Нежелание иметь посредников видно и в неприятии поповства в духовной сфере, и администраторов или наемных истолкователей в культуре и социальной сфере. Прежде всего — из среды интеллигенции. «Еврейство создало народ, сплошь состоящий из „правящего слоя“, из буржуазии и интеллигенции, в котором совершенно нет пролетариата или крестьянства», с давних пор «еврейский народ и остался народом-комиссионером — сближающим другие нации, облюбовавшим торговлю, биржу, прессу, всякое посредничество» [Солоневич 1991: 169, 199]. Русские монархисты часто использовали этот аргумент в своем единоборстве с «еврейским социализмом». Говоря о «природном паразитизме евреев», Лев Тихомиров полагал, что особенно опасны евреи, когда они деятельны; они считают себя избранными «не для простой эксплуатации других народов, а для руководства ими» [Тихомиров 1997: 345]. Именно по этой причине евреи видят «еврейский плен» всюду, где они не у власти.

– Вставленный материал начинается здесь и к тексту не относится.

// SPDX-FileCopyrightText: 2026 SmsSink Contributors
// SPDX-License-Identifier: MIT OR Apache-2.0

//! Activity journal operations.

use rusqlite::params;
use rusqlite::types::Value;
use smssink_core::types::now_timestamp;
use smssink_core::{LogEntry, LogFilter, NewLogEntry, SmsSinkError};

use super::parse_column;
use crate::database::{Database, map_tr_err};

/// Append a journal entry stamped with the current time.
pub async fn append_log(db: &Database, entry: &NewLogEntry) -> Result<(), SmsSinkError> {
    let details = entry
        .details
        .as_ref()
        .map(serde_json::to_string)
        .transpose()
        .map_err(SmsSinkError::storage)?;
    let level = entry.level.to_string();
    let category = entry.category.to_string();
    let message = entry.message.clone();
    let now = now_timestamp();
    db.connection()
        .call(move |conn| -> Result<(), rusqlite::Error> {
            conn.execute(
                "INSERT INTO logs (created_at, level, category, message, details)
                 VALUES (?1, ?2, ?3, ?4, ?5)",
                params![now, level, category, message, details],
            )?;
            Ok(())
        })
        .await
        .map_err(map_tr_err)
}

/// Journal entries matching `filter`, newest first.
pub async fn list_logs(db: &Database, filter: &LogFilter) -> Result<Vec<LogEntry>, SmsSinkError> {
    let mut clauses = Vec::new();
    let mut values = Vec::new();
    if let Some(level) = filter.level {
        clauses.push("level = ?");
        values.push(Value::Text(level.to_string()));
    }
    if let Some(category) = filter.category {
        clauses.push("category = ?");
        values.push(Value::Text(category.to_string()));
    }
    values.push(Value::Integer(i64::from(LogFilter::clamp_limit(filter.limit))));

    let where_clause = if clauses.is_empty() {
        String::new()
    } else {
        format!("WHERE {}", clauses.join(" AND "))
    };
    let sql = format!(
        "SELECT id, created_at, level, category, message, details FROM logs
         {where_clause} ORDER BY created_at DESC, id DESC LIMIT ?"
    );

    db.connection()
        .call(move |conn| -> Result<Vec<LogEntry>, rusqlite::Error> {
            let mut stmt = conn.prepare(&sql)?;
            let rows = stmt.query_map(rusqlite::params_from_iter(values.iter()), |row| {
                let details: Option<String> = row.get(5)?;
                Ok(LogEntry {
                    id: row.get(0)?,
                    created_at: row.get(1)?,
                    level: parse_column(row, 2)?,
                    category: parse_column(row, 3)?,
                    message: row.get(4)?,
                    // A malformed payload is surfaced as a plain string.
                    details: details.map(|raw| {
                        serde_json::from_str(&raw).unwrap_or(serde_json::Value::String(raw))
                    }),
                })
            })?;
            rows.collect()
        })
        .await
        .map_err(map_tr_err)
}

/// Delete every journal entry. Returns the number removed.
pub async fn clear_logs(db: &Database) -> Result<usize, SmsSinkError> {
    db.connection()
        .call(|conn| -> Result<usize, rusqlite::Error> { conn.execute("DELETE FROM logs", []) })
        .await
        .map_err(map_tr_err)
}

/// Delete entries created strictly before `cutoff` (an RFC 3339 timestamp).
pub async fn purge_before(db: &Database, cutoff: &str) -> Result<usize, SmsSinkError> {
    let cutoff = cutoff.to_string();
    db.connection()
        .call(move |conn| -> Result<usize, rusqlite::Error> {
            conn.execute("DELETE FROM logs WHERE created_at < ?1", params![cutoff])
        })
        .await
        .map_err(map_tr_err)
}

#[cfg(test)]
mod tests {
    use serde_json::json;
    use smssink_core::{LogCategory, LogLevel};

    use super::*;
    use crate::queries::test_db;

    fn entry(level: LogLevel, category: LogCategory, message: &str) -> NewLogEntry {
        NewLogEntry {
            level,
            category,
            message: message.to_string(),
            details: Some(json!({"message": message})),
        }
    }

    async fn seeded() -> Database {
        let db = test_db().await;
        append_log(&db, &entry(LogLevel::Info, LogCategory::Message, "one"))
            .await
            .unwrap();
        append_log(&db, &entry(LogLevel::Warning, LogCategory::Webhook, "two"))
            .await
            .unwrap();
        append_log(&db, &entry(LogLevel::Error, LogCategory::Webhook, "three"))
            .await
            .unwrap();
        db
    }

    #[tokio::test]
    async fn unfiltered_listing_is_newest_first() {
        let db = seeded().await;
        let logs = list_logs(&db, &LogFilter::default()).await.unwrap();
        let messages: Vec<_> = logs.iter().map(|l| l.message.as_str()).collect();
        assert_eq!(messages, ["three", "two", "one"]);
        assert_eq!(logs[0].details, Some(json!({"message": "three"})));
    }

    #[tokio::test]
    async fn filters_combine() {
        let db = seeded().await;
        let filter = LogFilter {
            category: Some(LogCategory::Webhook),
            ..LogFilter::default()
        };
        assert_eq!(list_logs(&db, &filter).await.unwrap().len(), 2);

        let filter = LogFilter {
            level: Some(LogLevel::Error),
            category: Some(LogCategory::Webhook),
            ..LogFilter::default()
        };
        let logs = list_logs(&db, &filter).await.unwrap();
        assert_eq!(logs.len(), 1);
        assert_eq!(logs[0].message, "three");
    }

    #[tokio::test]
    async fn limit_is_applied() {
        let db = seeded().await;
        let filter = LogFilter {
            limit: 1,
            ..LogFilter::default()
        };
        assert_eq!(list_logs(&db, &filter).await.unwrap().len(), 1);
    }

    #[tokio::test]
    async fn entry_without_details_reads_back_as_none() {
        let db = test_db().await;
        let mut e = entry(LogLevel::Info, LogCategory::System, "bare");
        e.details = None;
        append_log(&db, &e).await.unwrap();
        let logs = list_logs(&db, &LogFilter::default()).await.unwrap();
        assert!(logs[0].details.is_none());
    }

    #[tokio::test]
    async fn purge_removes_only_older_entries() {
        let db = seeded().await;
        assert_eq!(purge_before(&db, "2000-01-01T00:00:00.000Z").await.unwrap(), 0);
        assert_eq!(purge_before(&db, "2999-01-01T00:00:00.000Z").await.unwrap(), 3);
    }

    #[tokio::test]
    async fn clear_empties_journal() {
        let db = seeded().await;
        assert_eq!(clear_logs(&db).await.unwrap(), 3);
        assert!(list_logs(&db, &LogFilter::default()).await.unwrap().is_empty());
    }
}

Поскольку же заступник — человек, из мира ушедший, то и помощь его ободряюще духовна, всякий вопрос о корысти с его стороны снимается; любые поползновения в этой области (включая «финансовый капитал», как нежно именуют теперь ростовщиков) признаются здесь недопустимыми. Особость заступника как типа-символа уясняется из представлений русского человека о справедливости. «Нельзя говорить о справедливости, потому что всё делается принципиально», — обозначал этот момент Михаил Пришвин [1994: 64]. Заступник справедлив принципиально, то есть может защитить и от неправедной принципиальности.
Заступник обязательно нравственно чист, возможно даже — безусловно невинная жертва чьей-то жестокости и крутости. В средневековых битвах на поле боя над русскими воинами непременно проплывали белым облаком ангельские лики святых заступников на поле брани — Бориса и Глеба, младших сыновей князя Владимира, злодейски умерщвленных старшими братьями. Заступником в праведном деле на общее благо, в конфликтах и тяготах жизни, единящим, сплачивающим и надежным стал Сергий Радонежский. В Новое время народная вера в заступники от мирских бед, огорчений и суетности поставила трогательно детский лик Серафима Саровского, нежно любящего Божий мир и живое в нем. Паллиативы нашего времени не оказались устойчивыми, хотя жертвенность юных героев ценилась как подвиг, но подвижничеством не была. Постоянная попытка очернить Александра Матросова, Зою Космодемьянскую, краснодонцев и многих других — свидетельство того, что «идеологи» хорошо понимают силу русских пристрастий к светлому облику невинной жертвы. Но попытки новых властей создать другие образы заступников не удались вообще — за отстутствием нравственной силы в прообразах. Да и то сказать, в христианской традиции русских идеальный тип заступника-Спаса сам Христос, так можно ли довольствоваться телесной его заменой, простым посредником?